Generally, the printing apparatus is used to form letters or figures on packing paper. However, the printing apparatus may be used to form various patterns on thin films. For example, an alignment layer or a sealant may be printed on a glass substrate of an LCD device by printing a polyimide thin film.
Hereinafter, a method for manufacturing a printing plate according to the related art will be described with reference to the accompanying drawings.
FIGS. 2A to 2E are cross sectional views illustrating a related art method for manufacturing a printing plate.
As shown in FIG. 2A, a metal layer 52 for a hard mask is deposited on an insulating substrate 51, and photoresist 53 is coated on the metal layer 52. The metal layer 52 is formed of Cr or Mo. Then, the photoresist 53 is selectively patterned by exposure and development to thereby define a pattern area.
Referring to FIG. 2B, the metal layer 52 is selectively removed using the patterned photoresist 53 as a mask to thereby form a metal layer pattern 52a. 
As shown in FIG. 2C, the photoresist 53 is removed. The photoresist 53 is removed using oxygen gas plasma or various oxidizers to form the metal layer pattern 52a. When using oxygen gas plasma, oxygen gas plasma is generated by providing oxygen gas under vacuum and high voltage conditions, and the oxygen gas plasma decomposes the photoresist, whereby the photoresist is removed.
As shown in FIG. 2D, the exposed insulating substrate 51 is selectively etched using the metal layer pattern 52a as a mask to thereby form a trench 54 having a depth of about 20 μm. When etching the insulating substrate 51, an isotropic etching method using HF-based etchant is used.
As shown in FIG. 2E, the metal layer pattern 52a is removed, thereby completing the printing plate.
The completed printing plate is then installed on the printing apparatus shown in FIG. 1. Then, after the printing material is coated on the anilox roll, the anilox roll is in contact with the printing plate. Thus, the printing material is printed on the predetermined pattern of the printing plate, and the printing material of the printing plate is printed on the substrate to thereby obtain the printing result of the predetermined pattern.

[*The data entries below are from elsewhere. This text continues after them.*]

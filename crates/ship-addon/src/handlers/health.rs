use axum::Json;
use serde::Serialize;
use utoipa::ToSchema;

#[derive(Serialize, ToSchema)]
pub struct HealthResponse { pub status: &'static str, pub service: &'static str, pub version: &'static str }

/// Liveness: answers without touching any dependency.
#[utoipa::path(get, path = "/health", responses( (status = 200, body = HealthResponse) ))]
pub async fn health() -> Json<HealthResponse> {
    Json(HealthResponse { status: "ok", service: "ship-addon", version: env!("CARGO_PKG_VERSION") })
}
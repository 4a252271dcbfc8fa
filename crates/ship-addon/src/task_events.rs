//! Publish-task webhook: `type_id` selects how `data` is decoded.
use serde::{Deserialize, Serialize};
use std::{sync::Arc, time::Duration};
use tracing::debug;
use utoipa::ToSchema;
use uuid::Uuid;
use crate::chunks::LogChunk;
use crate::error::PipelineError;
use crate::models::EventStatus;
use crate::services::{AppService, AppVersionService, PublishTaskService};
use crate::task_status::{TaskStatusTracker, TaskTransition};
use crate::telemetry::LOG_CHUNKS_RECEIVED;
use crate::worker::WorkerEnqueuer;

/// Wire shape of a task webhook before `data` is decoded.
#[derive(Debug, Clone, Deserialize, ToSchema)]
pub struct TaskWebhookRequest {
    /// `log` or `status`.
    pub type_id: String,
    #[serde(default)]
    pub timestamp: Option<i64>,
    pub task_id: String,
    #[serde(default)]
    #[schema(value_type = Object)]
    pub data: serde_json::Value,
}

#[derive(Debug, Clone, PartialEq, Eq, Deserialize, Serialize, ToSchema)]
pub struct LogData { pub position: i32, pub chunk: String }

#[derive(Debug, Clone, PartialEq, Eq, Deserialize, Serialize, ToSchema)]
pub struct StatusData {
    pub new_status: String,
    #[serde(default)]
    pub exit_code: Option<i32>,
    #[serde(default)]
    pub generated_log_chunk_count: Option<i64>,
    #[serde(default)]
    pub finished_at: Option<i64>,
}

impl TryFrom<&StatusData> for TaskTransition {
    type Error = PipelineError;
    fn try_from(d: &StatusData) -> Result<Self, Self::Error> {
        match d.new_status.as_str() {
            "started" => Ok(TaskTransition::Started),
            "finished" => {
                let exit_code = d.exit_code.ok_or_else(|| PipelineError::Payload("finished status requires exit_code".into()))?;
                let chunk_count = d.generated_log_chunk_count.ok_or_else(|| PipelineError::Payload("finished status requires generated_log_chunk_count".into()))?;
                if chunk_count < 0 { return Err(PipelineError::Payload("generated_log_chunk_count must not be negative".into())); }
                Ok(TaskTransition::Finished { exit_code, chunk_count })
            }
            other => Err(PipelineError::InvalidStatus(other.to_string())),
        }
    }
}

#[derive(Debug, Clone, PartialEq, Eq)]
pub enum TaskPayload { Log(LogData), Status(StatusData) }

#[derive(Debug, Clone, PartialEq, Eq)]
pub struct TaskWebhook { pub task_id: String, pub timestamp: Option<i64>, pub payload: TaskPayload }

impl TaskWebhook {
    pub fn decode(body: &[u8]) -> Result<Self, PipelineError> {
        let raw: TaskWebhookRequest = serde_json::from_slice(body).map_err(|e| PipelineError::Payload(e.to_string()))?;
        let payload = match raw.type_id.as_str() {
            "log" => TaskPayload::Log(decode_data(raw.data)?),
            "status" => TaskPayload::Status(decode_data(raw.data)?),
            other => return Err(PipelineError::InvalidWebhookType(other.to_string())),
        };
        if raw.task_id.trim().is_empty() { return Err(PipelineError::Payload("task_id must not be empty".into())); }
        Ok(Self { task_id: raw.task_id, timestamp: raw.timestamp, payload })
    }
}

fn decode_data<T: serde::de::DeserializeOwned>(data: serde_json::Value) -> Result<T, PipelineError> {
    serde_json::from_value(data).map_err(|e| PipelineError::Payload(format!("invalid data: {e}")))
}

#[derive(Debug, Clone, PartialEq, Serialize, ToSchema)]
pub struct TaskWebhookReport {
    pub task_id: String,
    /// `log` or `status`.
    pub kind: String,
    #[serde(skip_serializing_if = "Option::is_none")]
    pub event_id: Option<Uuid>,
    #[serde(skip_serializing_if = "Option::is_none")]
    pub status: Option<EventStatus>,
}

pub struct PublishTaskRouter {
    tasks: Arc<dyn PublishTaskService>,
    versions: Arc<dyn AppVersionService>,
    apps: Arc<dyn AppService>,
    tracker: TaskStatusTracker,
    worker: Arc<dyn WorkerEnqueuer>,
    chunk_ttl: Duration,
}

impl PublishTaskRouter {
    pub fn new(tasks: Arc<dyn PublishTaskService>, versions: Arc<dyn AppVersionService>, apps: Arc<dyn AppService>, tracker: TaskStatusTracker, worker: Arc<dyn WorkerEnqueuer>, chunk_ttl: Duration) -> Self {
        Self { tasks, versions, apps, tracker, worker, chunk_ttl }
    }

    #[tracing::instrument(skip(self, hook), fields(task_id=%hook.task_id))]
    pub async fn handle(&self, hook: TaskWebhook) -> Result<TaskWebhookReport, PipelineError> {
        let transition = match &hook.payload {
            TaskPayload::Status(data) => Some(TaskTransition::try_from(data)?),
            TaskPayload::Log(_) => None,
        };
        let task = self.tasks.find_by_task_id(&hook.task_id).await?
            .ok_or_else(|| PipelineError::NotFound(format!("publish task {} not found", hook.task_id)))?;
        match (hook.payload, transition) {
            (TaskPayload::Log(data), _) => {
                let chunk = LogChunk { task_id: hook.task_id.clone(), position: data.position, content: data.chunk };
                self.worker.enqueue_store_log_chunk(chunk, self.chunk_ttl).await.map_err(PipelineError::WorkerEnqueue)?;
                LOG_CHUNKS_RECEIVED.inc();
                debug!(position=data.position, "publish_task.chunk_accepted");
                Ok(TaskWebhookReport { task_id: hook.task_id, kind: "log".into(), event_id: None, status: None })
            }
            (TaskPayload::Status(_), Some(transition)) => {
                let version = self.versions.find(task.app_version_id).await?
                    .ok_or_else(|| PipelineError::NotFound(format!("app version {} not found", task.app_version_id)))?;
                let app = self.apps.find(version.app_id).await?
                    .ok_or_else(|| PipelineError::NotFound(format!("app {} not found", version.app_id)))?;
                let event = self.tracker.apply(&app, &version, &hook.task_id, transition).await?;
                let status = event.status();
                Ok(TaskWebhookReport { task_id: hook.task_id, kind: "status".into(), event_id: Some(event.id), status })
            }
            (TaskPayload::Status(data), None) => Err(PipelineError::InvalidStatus(data.new_status)),
        }
    }
}

#[cfg(test)]
mod tests {
    use super::*;
    use serde_json::json;

    fn decode(v: serde_json::Value) -> Result<TaskWebhook, PipelineError> {
        TaskWebhook::decode(v.to_string().as_bytes())
    }

    #[test]
    fn decodes_log_and_status_payloads() {
        let log = decode(json!({"type_id":"log","timestamp":1700000000,"task_id":"t1","data":{"position":3,"chunk":"hello"}})).unwrap();
        assert_eq!(log.payload, TaskPayload::Log(LogData { position: 3, chunk: "hello".into() }));
        let status = decode(json!({"type_id":"status","task_id":"t1","data":{"new_status":"finished","exit_code":0,"generated_log_chunk_count":2,"finished_at":1700000100}})).unwrap();
        let TaskPayload::Status(data) = status.payload else { panic!("expected status") };
        assert_eq!(TaskTransition::try_from(&data).unwrap(), TaskTransition::Finished { exit_code: 0, chunk_count: 2 });
    }

    #[test]
    fn unknown_type_and_bad_data_are_client_errors() {
        assert!(matches!(decode(json!({"type_id":"metrics","task_id":"t","data":{}})), Err(PipelineError::InvalidWebhookType(t)) if t == "metrics"));
        assert!(matches!(decode(json!({"type_id":"log","task_id":"t","data":{"position":"first"}})), Err(PipelineError::Payload(_))));
        assert!(matches!(TaskWebhook::decode(b"{not json"), Err(PipelineError::Payload(_))));
        assert!(matches!(decode(json!({"type_id":"log","task_id":" ","data":{"position":1,"chunk":""}})), Err(PipelineError::Payload(_))));
    }

    #[test]
    fn status_transitions() {
        let d = |s: &str| StatusData { new_status: s.into(), exit_code: None, generated_log_chunk_count: None, finished_at: None };
        assert_eq!(TaskTransition::try_from(&d("started")).unwrap(), TaskTransition::Started);
        assert!(matches!(TaskTransition::try_from(&d("unknown")), Err(PipelineError::InvalidStatus(s)) if s == "unknown"));
        assert!(matches!(TaskTransition::try_from(&d("finished")), Err(PipelineError::Payload(_))));
    }
}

However, the related art method for manufacturing the printing plate has the following disadvantages.
In the method for manufacturing the printing plate according to the related art, the trench having the predetermined depth is formed by the isotropic etching method of etching the insulating substrate using the metal layer pattern as the mask, whereby the etching critical dimension (CD) is large. As a result, it is difficult to manufacture a precise printing plate. That is, if the etching thickness of the insulating substrate is about 5 μm, it is impossible to obtain a line width of 10 μm or less (‘A’ of FIG. 2D).